//! Bandwidth tier selection from the remote stream census.

use std::fmt;

use serde::{Deserialize, Serialize};

use crate::error::{PolicyError, PolicyResult};

/// Bandwidth tier applied to download tools while streams are active.
#[derive(Debug, Clone, Copy, PartialEq, Eq, Serialize, Deserialize)]
#[serde(tag = "type", rename_all = "snake_case")]
pub enum ThrottleTier {
    /// Cap transfers to the supplied rates.
    Limited {
        /// Download cap in KiB/s.
        download_kib_s: u64,
        /// Upload cap in KiB/s.
        upload_kib_s: u64,
    },
    /// Remove the caps entirely.
    Unlimited,
}

impl ThrottleTier {
    /// Tier that pauses background transfers outright.
    pub const HALT: Self = Self::Limited {
        download_kib_s: 0,
        upload_kib_s: 0,
    };

    /// Download/upload rates in KiB/s, or `None` when unlimited.
    #[must_use]
    pub const fn rates(&self) -> Option<(u64, u64)> {
        match self {
            Self::Limited {
                download_kib_s,
                upload_kib_s,
            } => Some((*download_kib_s, *upload_kib_s)),
            Self::Unlimited => None,
        }
    }

    /// Whether this tier chokes transfers to zero.
    #[must_use]
    pub const fn is_halt(&self) -> bool {
        matches!(
            self,
            Self::Limited {
                download_kib_s: 0,
                upload_kib_s: 0,
            }
        )
    }
}

impl fmt::Display for ThrottleTier {
    fn fmt(&self, formatter: &mut fmt::Formatter<'_>) -> fmt::Result {
        match self {
            Self::Unlimited => formatter.write_str("unlimited"),
            Self::Limited {
                download_kib_s,
                upload_kib_s,
            } => {
                if self.is_halt() {
                    formatter.write_str("halted")
                } else {
                    write!(formatter, "{download_kib_s}/{upload_kib_s} KiB/s")
                }
            }
        }
    }
}

/// One `count < upper_bound` band of a throttle plan.
#[derive(Debug, Clone, Copy, PartialEq, Eq, Serialize, Deserialize)]
pub struct ThrottleBand {
    /// Exclusive upper bound on the remote stream count.
    pub below: u64,
    /// Tier applied while the count is under the bound.
    pub tier: ThrottleTier,
}

/// Ordered threshold table mapping a remote stream count to a tier.
///
/// The table is total over the non-negative integers: counts at or above the
/// last bound land on the fallback tier.
#[derive(Debug, Clone, PartialEq, Eq)]
pub struct ThrottlePlan {
    bands: Vec<ThrottleBand>,
    fallback: ThrottleTier,
}

impl ThrottlePlan {
    /// Build a plan from ordered bands plus the fallback tier.
    ///
    /// # Errors
    ///
    /// Returns an error when no bands are supplied or the bounds are not
    /// strictly increasing.
    pub fn new(bands: Vec<ThrottleBand>, fallback: ThrottleTier) -> PolicyResult<Self> {
        if bands.is_empty() {
            return Err(PolicyError::EmptyPlan);
        }
        for (index, window) in bands.windows(2).enumerate() {
            if window[1].below <= window[0].below {
                return Err(PolicyError::BoundsNotIncreasing {
                    index: index + 1,
                    bound: window[1].below,
                });
            }
        }
        Ok(Self { bands, fallback })
    }

    /// Select the tier for the observed remote stream count.
    #[must_use]
    pub fn select(&self, remote_streams: u64) -> ThrottleTier {
        self.bands
            .iter()
            .find(|band| remote_streams < band.below)
            .map_or(self.fallback, |band| band.tier)
    }

    /// Tier applied once the count exceeds every band.
    #[must_use]
    pub const fn fallback(&self) -> ThrottleTier {
        self.fallback
    }
}

impl Default for ThrottlePlan {
    /// Stock plan: generous limits that tighten with each pair of streams
    /// and a hard halt at seven or more.
    fn default() -> Self {
        Self {
            bands: vec![
                band(1, 20_480, 2_048),
                band(3, 10_240, 1_024),
                band(5, 5_120, 512),
                band(7, 2_560, 256),
            ],
            fallback: ThrottleTier::HALT,
        }
    }
}

const fn band(below: u64, download_kib_s: u64, upload_kib_s: u64) -> ThrottleBand {
    ThrottleBand {
        below,
        tier: ThrottleTier::Limited {
            download_kib_s,
            upload_kib_s,
        },
    }
}
//! Error types for the Transmission RPC client.

use thiserror::Error;

/// Primary error type for Transmission operations.
#[derive(Debug, Error)]
pub enum TransmissionError {
    /// RPC URL derived from settings was invalid.
    #[error("invalid rpc endpoint")]
    InvalidEndpoint {
        /// Endpoint assembled from host and port.
        endpoint: String,
        /// Source parse error.
        #[source]
        source: url::ParseError,
    },
    /// HTTP client could not be constructed.
    #[error("failed to build http client")]
    ClientBuild {
        /// Source HTTP client error.
        #[source]
        source: reqwest::Error,
    },
    /// Request to the RPC endpoint failed.
    #[error("rpc request failed")]
    Http {
        /// RPC method being invoked.
        method: &'static str,
        /// Source HTTP client error.
        #[source]
        source: reqwest::Error,
    },
    /// RPC endpoint returned a non-success status.
    #[error("rpc endpoint returned error status")]
    Status {
        /// RPC method being invoked.
        method: &'static str,
        /// HTTP status code returned by the daemon.
        status: u16,
    },
    /// Daemon demanded a session id but did not supply one.
    #[error("session id handshake failed")]
    Handshake {
        /// RPC method being invoked.
        method: &'static str,
    },
    /// Daemon reported a non-success result string.
    #[error("rpc call rejected by daemon")]
    Rpc {
        /// RPC method being invoked.
        method: &'static str,
        /// Result string returned by the daemon.
        result: String,
    },
    /// RPC payload could not be decoded.
    #[error("malformed rpc payload")]
    Malformed {
        /// RPC method being invoked.
        method: &'static str,
        /// Source deserialization error.
        #[source]
        source: serde_json::Error,
    },
    /// Torrent entry carried a field outside the documented value range.
    #[error("torrent field out of range")]
    FieldOutOfRange {
        /// Field that failed to map.
        field: &'static str,
        /// Value reported by the daemon.
        value: i64,
    },
}

/// Convenience alias for Transmission results.
pub type TransmissionResult<T> = Result<T, TransmissionError>;
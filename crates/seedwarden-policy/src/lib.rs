#![forbid(unsafe_code)]
#![deny(
    warnings,
    dead_code,
    unused,
    unused_imports,
    unused_must_use,
    unreachable_pub,
    clippy::all,
    clippy::pedantic,
    clippy::nursery,
    rustdoc::broken_intra_doc_links,
    rustdoc::bare_urls,
    missing_docs
)]

//! Backend-agnostic policy engine for stream-aware throttling and torrent
//! lifecycle cleanup.
//!
//! Layout: `address.rs` (LAN/remote classification), `throttle.rs` (tier
//! selection), `model.rs` (torrent snapshot types), `rules.rs` (eligibility
//! predicates), `cleanup.rs` (rule executor), `service.rs` (capability
//! traits implemented by client adapters).

pub mod address;
pub mod cleanup;
pub mod error;
pub mod model;
pub mod rules;
pub mod service;
pub mod throttle;

pub use address::{AddressClass, classify};
pub use cleanup::{CleanupPolicy, TrackerRule};
pub use error::{PolicyError, PolicyResult};
pub use model::{SeedRatioMode, Torrent, TorrentId, TorrentStatus};
pub use rules::CleanupReport;
pub use service::{RateLimiter, TorrentControl};
pub use throttle::{ThrottleBand, ThrottlePlan, ThrottleTier};
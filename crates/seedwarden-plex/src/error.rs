//! Error types for the media-server session client.

use thiserror::Error;

/// Primary error type for session queries.
#[derive(Debug, Error)]
pub enum PlexError {
    /// Base URL derived from settings was invalid.
    #[error("invalid session endpoint")]
    InvalidEndpoint {
        /// Endpoint assembled from host and port.
        endpoint: String,
        /// Source parse error.
        #[source]
        source: url::ParseError,
    },
    /// Access token contained characters that cannot appear in a header.
    #[error("access token is not a valid header value")]
    InvalidToken,
    /// HTTP client could not be constructed.
    #[error("failed to build http client")]
    ClientBuild {
        /// Source HTTP client error.
        #[source]
        source: reqwest::Error,
    },
    /// Request to the session endpoint failed.
    #[error("session request failed")]
    Http {
        /// URL used for the request.
        url: String,
        /// Source HTTP client error.
        #[source]
        source: reqwest::Error,
    },
    /// Session endpoint returned a non-success status.
    #[error("session endpoint returned error status")]
    Status {
        /// URL used for the request.
        url: String,
        /// HTTP status code returned by the server.
        status: u16,
    },
    /// Session payload could not be decoded.
    #[error("malformed session payload")]
    Malformed {
        /// URL used for the request.
        url: String,
        /// Source deserialization error.
        #[source]
        source: serde_json::Error,
    },
}

/// Convenience alias for session query results.
pub type PlexResult<T> = Result<T, PlexError>;
//! Settings file loading.

use std::fs;
use std::path::Path;

use crate::error::{ConfigError, ConfigResult};
use crate::model::Settings;
use crate::validate::validate;

/// Load and validate the settings document at `path`.
///
/// # Errors
///
/// Returns an error when the file cannot be read, is not valid JSON for the
/// settings shape, or fails validation.
pub fn load_settings(path: &Path) -> ConfigResult<Settings> {
    let payload = fs::read_to_string(path).map_err(|source| ConfigError::Io {
        path: path.to_path_buf(),
        source,
    })?;
    let settings: Settings =
        serde_json::from_str(&payload).map_err(|source| ConfigError::Parse {
            path: path.to_path_buf(),
            source,
        })?;
    validate(&settings)?;
    Ok(settings)
}
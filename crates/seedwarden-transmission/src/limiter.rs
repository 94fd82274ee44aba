//! Rate limiter adapter backed by the daemon's alternate-speed mode.

use std::sync::Arc;

use async_trait::async_trait;
use tracing::debug;

use seedwarden_config::{AltSpeedMode, TransmissionSettings};
use seedwarden_policy::{RateLimiter, ThrottleTier};

use crate::TransmissionClient;

/// Applies throttle tiers to Transmission via `session-set`.
///
/// A limited tier enables alternate-speed mode with the tier rates (possibly
/// rescaled), the unlimited tier disables it, and a disabled adapter is a
/// logged no-op.
#[derive(Debug, Clone)]
pub struct TransmissionLimiter {
    client: Arc<TransmissionClient>,
    enabled: bool,
    mode: AltSpeedMode,
}

impl TransmissionLimiter {
    /// Wrap a client with the adapter settings.
    #[must_use]
    pub fn new(client: Arc<TransmissionClient>, settings: &TransmissionSettings) -> Self {
        Self {
            client,
            enabled: settings.enabled,
            mode: settings.alt_speed.clone(),
        }
    }

    fn rates_for(&self, tier: ThrottleTier) -> Option<(u64, u64)> {
        tier.rates().map(|(down, up)| match self.mode {
            AltSpeedMode::Absolute => (down, up),
            AltSpeedMode::Scaled { percent, cap_kib_s } => {
                (scale(down, percent, cap_kib_s), scale(up, percent, cap_kib_s))
            }
        })
    }
}

// Widened so extreme configured band rates cannot overflow.
fn scale(rate: u64, percent: u8, cap: u64) -> u64 {
    let scaled = u128::from(rate) * u128::from(percent) / 100;
    u64::try_from(scaled.min(u128::from(cap))).unwrap_or(cap)
}

#[async_trait]
impl RateLimiter for TransmissionLimiter {
    fn name(&self) -> &'static str {
        "transmission"
    }

    async fn apply(&self, tier: ThrottleTier) -> anyhow::Result<()> {
        if !self.enabled {
            debug!(tier = %tier, "transmission limiter disabled; skipping");
            return Ok(());
        }
        self.client.set_alt_speed(self.rates_for(tier)).await?;
        Ok(())
    }
}
//! End-to-end collection scenarios.

mod common;

use std::collections::HashSet;
use std::sync::Arc;
use std::sync::atomic::Ordering;
use std::thread;
use std::time::Duration;

use parking_lot::Mutex;

use common::{SLOT0, record_finalized, runtime, runtime_with, was_finalized};
use ember_gc::heap::ARENA_SIZE;
use ember_gc::{
    AllocKind, CompartmentId, FaultInjectingPages, GcCell, GcConfig, GcError, GcReason, GcStatus, PageAllocator,
    RootScope, Runtime, TraceKind,
};

#[test]
fn test_full_arena_mints_a_second_one() {
    let rt = runtime();
    let comp = rt.create_compartment(false);
    rt.set_compartment_hold(comp, true).expect("hold");
    let scope = rt.root_scope();

    let per_arena = AllocKind::Object4.things_per_arena();
    let first = scope.root(rt.alloc(comp, AllocKind::Object4).expect("alloc"));
    for _ in 1..per_arena {
        scope.root(rt.alloc(comp, AllocKind::Object4).expect("alloc"));
    }
    assert_eq!(rt.compartment_gc_bytes(comp), Ok(ARENA_SIZE));

    let overflow = scope.root(rt.alloc(comp, AllocKind::Object4).expect("alloc"));
    assert_eq!(rt.compartment_gc_bytes(comp), Ok(2 * ARENA_SIZE));
    assert_ne!(first.addr() & !(ARENA_SIZE - 1), overflow.addr() & !(ARENA_SIZE - 1));

    let mut listed = Vec::new();
    rt.for_each_cell(comp, AllocKind::Object4, |cell| listed.push(cell))
        .expect("iterate");
    assert_eq!(listed.len(), per_arena + 1);
    assert!(listed.contains(&first));
    assert!(listed.contains(&overflow));
    assert!(rt.is_live(first));
}

#[test]
fn test_unreachable_cycle_is_finalized() {
    let rt = runtime();
    let finalized = record_finalized(&rt, TraceKind::Object);
    let comp = rt.create_compartment(false);
    rt.set_compartment_hold(comp, true).expect("hold");

    let a = rt.alloc(comp, AllocKind::Object2).expect("alloc");
    let b = rt.alloc(comp, AllocKind::Object2).expect("alloc");
    rt.write_edge(a, SLOT0, Some(b)).expect("edge");
    rt.write_edge(b, SLOT0, Some(a)).expect("edge");

    assert_eq!(rt.gc(), Ok(true));
    assert!(was_finalized(&finalized, a));
    assert!(was_finalized(&finalized, b));
    assert!(!rt.is_live(a));
    assert!(!rt.is_live(b));
    assert_eq!(rt.count_live(comp), Ok(0));
}

#[test]
fn test_explicit_root_keeps_thing_until_removed() {
    let rt = runtime();
    let finalized = record_finalized(&rt, TraceKind::Object);
    let comp = rt.create_compartment(false);
    rt.set_compartment_hold(comp, true).expect("hold");

    let obj = rt.alloc(comp, AllocKind::Object2).expect("alloc");
    let child = rt.alloc(comp, AllocKind::Object0).expect("alloc");
    rt.write_edge(obj, SLOT0 + 1, Some(child)).expect("edge");
    assert!(rt.add_root(obj, Some("test root")));

    rt.gc().expect("gc");
    assert!(rt.is_live(obj));
    assert!(rt.is_live(child));
    assert!(finalized.lock().is_empty());

    assert!(rt.remove_root(obj));
    assert!(!rt.remove_root(obj));
    rt.gc().expect("gc");
    assert!(was_finalized(&finalized, obj));
    assert!(was_finalized(&finalized, child));
}

#[test]
fn test_locked_things_are_reference_counted() {
    let rt = runtime();
    let comp = rt.create_compartment(false);
    rt.set_compartment_hold(comp, true).expect("hold");
    let obj = rt.alloc(comp, AllocKind::Shape).expect("alloc");

    assert!(rt.lock_thing(obj));
    assert!(rt.lock_thing(obj));
    assert!(rt.unlock_thing(obj));
    rt.gc().expect("gc");
    assert!(rt.is_live(obj));

    assert!(rt.unlock_thing(obj));
    assert!(!rt.unlock_thing(obj));
    rt.gc().expect("gc");
    assert!(!rt.is_live(obj));
}

#[derive(Debug, Clone, Copy, PartialEq, Eq)]
enum Event {
    Finalized(usize),
    MarkEnd,
}

/// Log finalizations of objects and the end of each mark phase, in order.
/// Finalizers sleep briefly so the helper thread lags behind the mutator.
fn record_events(rt: &Runtime) -> Arc<Mutex<Vec<Event>>> {
    let log = Arc::new(Mutex::new(Vec::new()));
    let sink = Arc::clone(&log);
    rt.set_finalize_hook(TraceKind::Object, move |view| {
        thread::sleep(Duration::from_micros(50));
        sink.lock().push(Event::Finalized(view.cell().addr()));
    })
    .expect("finalize hook");
    let sink = Arc::clone(&log);
    rt.on_gc_status(move |status| {
        if status == GcStatus::MarkEnd {
            sink.lock().push(Event::MarkEnd);
        }
        true
    });
    log
}

fn background_runtime() -> Runtime {
    runtime_with(GcConfig {
        background_finalization: true,
        ..GcConfig::for_testing()
    })
}

#[test]
fn test_full_collection_waits_for_background_sweep() {
    let rt = background_runtime();
    let events = record_events(&rt);
    let comp = rt.create_compartment(false);
    rt.set_compartment_hold(comp, true).expect("hold");
    let scope = rt.root_scope();

    let kind = AllocKind::Object2.to_background();
    let count = kind.things_per_arena() * 3;
    let mut garbage = HashSet::new();
    let mut kept = Vec::new();
    for i in 0..count {
        let cell = rt.alloc(comp, kind).expect("alloc");
        if i % 10 == 0 {
            kept.push(scope.root(cell));
        } else {
            garbage.insert(cell.addr());
        }
    }

    // The first collection lends the arenas to the helper; the second has
    // to wait for it before marking.
    assert_eq!(rt.gc(), Ok(true));
    let during = scope.root(rt.alloc(comp, kind).expect("alloc during sweep"));
    assert_eq!(rt.gc(), Ok(true));
    rt.wait_background_sweep_end();

    let log = events.lock().clone();
    let marks: Vec<usize> = log
        .iter()
        .enumerate()
        .filter(|(_, event)| **event == Event::MarkEnd)
        .map(|(i, _)| i)
        .collect();
    assert_eq!(marks.len(), 2);
    let finalized: Vec<usize> = log
        .iter()
        .filter_map(|event| match event {
            Event::Finalized(addr) => Some(*addr),
            Event::MarkEnd => None,
        })
        .collect();
    assert_eq!(
        log[marks[0] + 1..marks[1]]
            .iter()
            .filter(|event| matches!(event, Event::Finalized(_)))
            .count(),
        garbage.len(),
        "second collection marked before the first sweep finished"
    );

    let unique: HashSet<usize> = finalized.iter().copied().collect();
    assert_eq!(unique.len(), finalized.len(), "a thing was finalized twice");
    assert_eq!(unique, garbage);
    assert!(kept.iter().all(|&cell| rt.is_live(cell)));
    assert!(rt.is_live(during));
    assert!(rt.stats().background_sweeps.load(Ordering::Relaxed) >= 1);
    assert!(rt.check_heap());
}

/// Fill one background-finalized arena, root every other thing and
/// collect. The helper is still finalizing the rest when this returns.
fn collect_half_rooted(rt: &Runtime, comp: CompartmentId, scope: &RootScope<'_>) -> (Vec<GcCell>, Vec<GcCell>) {
    let kind = AllocKind::Object2.to_background();
    let mut kept = Vec::new();
    let mut dead = Vec::new();
    for i in 0..kind.things_per_arena() {
        let cell = rt.alloc(comp, kind).expect("alloc");
        if i % 2 == 0 {
            kept.push(scope.root(cell));
        } else {
            dead.push(cell);
        }
    }
    assert_eq!(rt.gc(), Ok(true));
    (kept, dead)
}

#[test]
fn test_heap_queries_wait_for_background_sweep() {
    let rt = background_runtime();
    let _events = record_events(&rt);
    let comp = rt.create_compartment(false);
    rt.set_compartment_hold(comp, true).expect("hold");
    let scope = rt.root_scope();
    let kind = AllocKind::Object2.to_background();
    let mut rooted = HashSet::new();

    let (kept, _) = collect_half_rooted(&rt, comp, &scope);
    rooted.extend(kept);
    assert_eq!(rt.count_live(comp), Ok(rooted.len()));

    let (kept, _) = collect_half_rooted(&rt, comp, &scope);
    rooted.extend(kept);
    let mut seen = HashSet::new();
    rt.for_each_cell(comp, kind, |cell| {
        seen.insert(cell);
    })
    .expect("iterate");
    assert_eq!(seen, rooted);

    let (kept, dead) = collect_half_rooted(&rt, comp, &scope);
    rooted.extend(kept);
    assert!(dead.iter().all(|&cell| !rt.is_live(cell)));

    let (kept, dead) = collect_half_rooted(&rt, comp, &scope);
    rooted.extend(kept);
    assert!(!rt.add_root(dead[0], Some("resurrected")));

    let (kept, dead) = collect_half_rooted(&rt, comp, &scope);
    rooted.extend(kept);
    assert!(!rt.lock_thing(dead[0]));
    assert!(rooted.iter().all(|&cell| rt.is_live(cell)));
}

#[test]
fn test_drop_after_pooled_chunk_has_aged() {
    let pages = Arc::new(FaultInjectingPages::unlimited());
    let rt = Runtime::with_page_allocator(GcConfig::for_testing(), Arc::clone(&pages) as Arc<dyn PageAllocator>)
        .expect("runtime");
    let comp = rt.create_compartment(false);
    rt.set_compartment_hold(comp, true).expect("hold");
    rt.alloc(comp, AllocKind::Object4).expect("alloc");

    // The emptied chunk goes to the pool, then ages with each collection.
    rt.gc().expect("gc");
    rt.gc().expect("gc");
    assert_eq!(rt.chunk_count(), 0);
    assert_eq!(rt.pooled_chunks().0, 1);

    drop(rt);
    assert_eq!(pages.maps(), 1);
    assert_eq!(pages.unmaps(), 1);
}

#[test]
fn test_quota_exhaustion_runs_last_ditch_before_oom() {
    // Not a multiple of the arena size, so no trigger fires before the
    // quota is reached.
    let max_bytes = 4 * ARENA_SIZE + 512;
    let rt = runtime_with(GcConfig {
        max_bytes,
        ..GcConfig::for_testing()
    });
    let comp = rt.create_compartment(false);
    let scope = rt.root_scope();

    let mut allocated = 0;
    let err = loop {
        match rt.alloc(comp, AllocKind::Object4) {
            Ok(cell) => {
                scope.root(cell);
                allocated += 1;
            }
            Err(err) => break err,
        }
        assert!(allocated <= 4 * AllocKind::Object4.things_per_arena());
    };

    assert_eq!(allocated, 4 * AllocKind::Object4.things_per_arena());
    assert_eq!(
        err,
        GcError::OutOfMemory {
            requested_kind: AllocKind::Object4,
            gc_bytes: 4 * ARENA_SIZE,
            max_bytes,
        }
    );
    assert_eq!(rt.stats().collections_for(GcReason::LastDitch), 1);
    assert_eq!(rt.stats().collections_for(GcReason::AllocTrigger), 0);
}

#[test]
fn test_last_ditch_collection_recovers_garbage() {
    let max_bytes = 4 * ARENA_SIZE + 512;
    let rt = runtime_with(GcConfig {
        max_bytes,
        ..GcConfig::for_testing()
    });
    let comp = rt.create_compartment(false);

    // Ten heaps' worth of unrooted things fit because each last-ditch
    // collection frees the previous ones.
    let total = 10 * 4 * AllocKind::Object4.things_per_arena();
    for _ in 0..total {
        rt.alloc(comp, AllocKind::Object4).expect("alloc");
    }
    assert!(rt.stats().collections_for(GcReason::LastDitch) >= 9);
    assert!(rt.gc_bytes() <= max_bytes);
    assert!(rt.has_compartment(comp));
}
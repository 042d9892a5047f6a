//! Debug-only heap checks, compiled with the `verify` feature.
//!
//! - [`BarrierVerifier`] snapshots the object graph reachable from the
//!   roots and, when finished, checks that every edge removed since the
//!   snapshot went through the pre-write barrier.
//! - [`poison_unrooted`] scans a word buffer standing in for a value stack
//!   and poisons words that address things no rooter holds, so a missing
//!   root fails fast instead of reading a finalized thing later.

mod barrier;
mod stack;

pub use barrier::{BarrierReport, BarrierViolation};
pub(crate) use barrier::BarrierVerifier;
pub use stack::{STACK_POISON, is_poisoned};
pub(crate) use stack::poison_unrooted;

::::::::

What the task requires: The answer must be a verbatim transcription of the entries above, from the first line through the line that contains "pub struct ThrottleBand", and nothing more.

Task solution:
//! Bandwidth tier selection from the remote stream census.

use std::fmt;

use serde::{Deserialize, Serialize};

use crate::error::{PolicyError, PolicyResult};

/// Bandwidth tier applied to download tools while streams are active.
#[derive(Debug, Clone, Copy, PartialEq, Eq, Serialize, Deserialize)]
#[serde(tag = "type", rename_all = "snake_case")]
pub enum ThrottleTier {
    /// Cap transfers to the supplied rates.
    Limited {
        /// Download cap in KiB/s.
        download_kib_s: u64,
        /// Upload cap in KiB/s.
        upload_kib_s: u64,
    },
    /// Remove the caps entirely.
    Unlimited,
}

impl ThrottleTier {
    /// Tier that pauses background transfers outright.
    pub const HALT: Self = Self::Limited {
        download_kib_s: 0,
        upload_kib_s: 0,
    };

    /// Download/upload rates in KiB/s, or `None` when unlimited.
    #[must_use]
    pub const fn rates(&self) -> Option<(u64, u64)> {
        match self {
            Self::Limited {
                download_kib_s,
                upload_kib_s,
            } => Some((*download_kib_s, *upload_kib_s)),
            Self::Unlimited => None,
        }
    }

    /// Whether this tier chokes transfers to zero.
    #[must_use]
    pub const fn is_halt(&self) -> bool {
        matches!(
            self,
            Self::Limited {
                download_kib_s: 0,
                upload_kib_s: 0,
            }
        )
    }
}

impl fmt::Display for ThrottleTier {
    fn fmt(&self, formatter: &mut fmt::Formatter<'_>) -> fmt::Result {
        match self {
            Self::Unlimited => formatter.write_str("unlimited"),
            Self::Limited {
                download_kib_s,
                upload_kib_s,
            } => {
                if self.is_halt() {
                    formatter.write_str("halted")
                } else {
                    write!(formatter, "{download_kib_s}/{upload_kib_s} KiB/s")
                }
            }
        }
    }
}

/// One `count < upper_bound` band of a throttle plan.
#[derive(Debug, Clone, Copy, PartialEq, Eq, Serialize, Deserialize)]
pub struct ThrottleBand {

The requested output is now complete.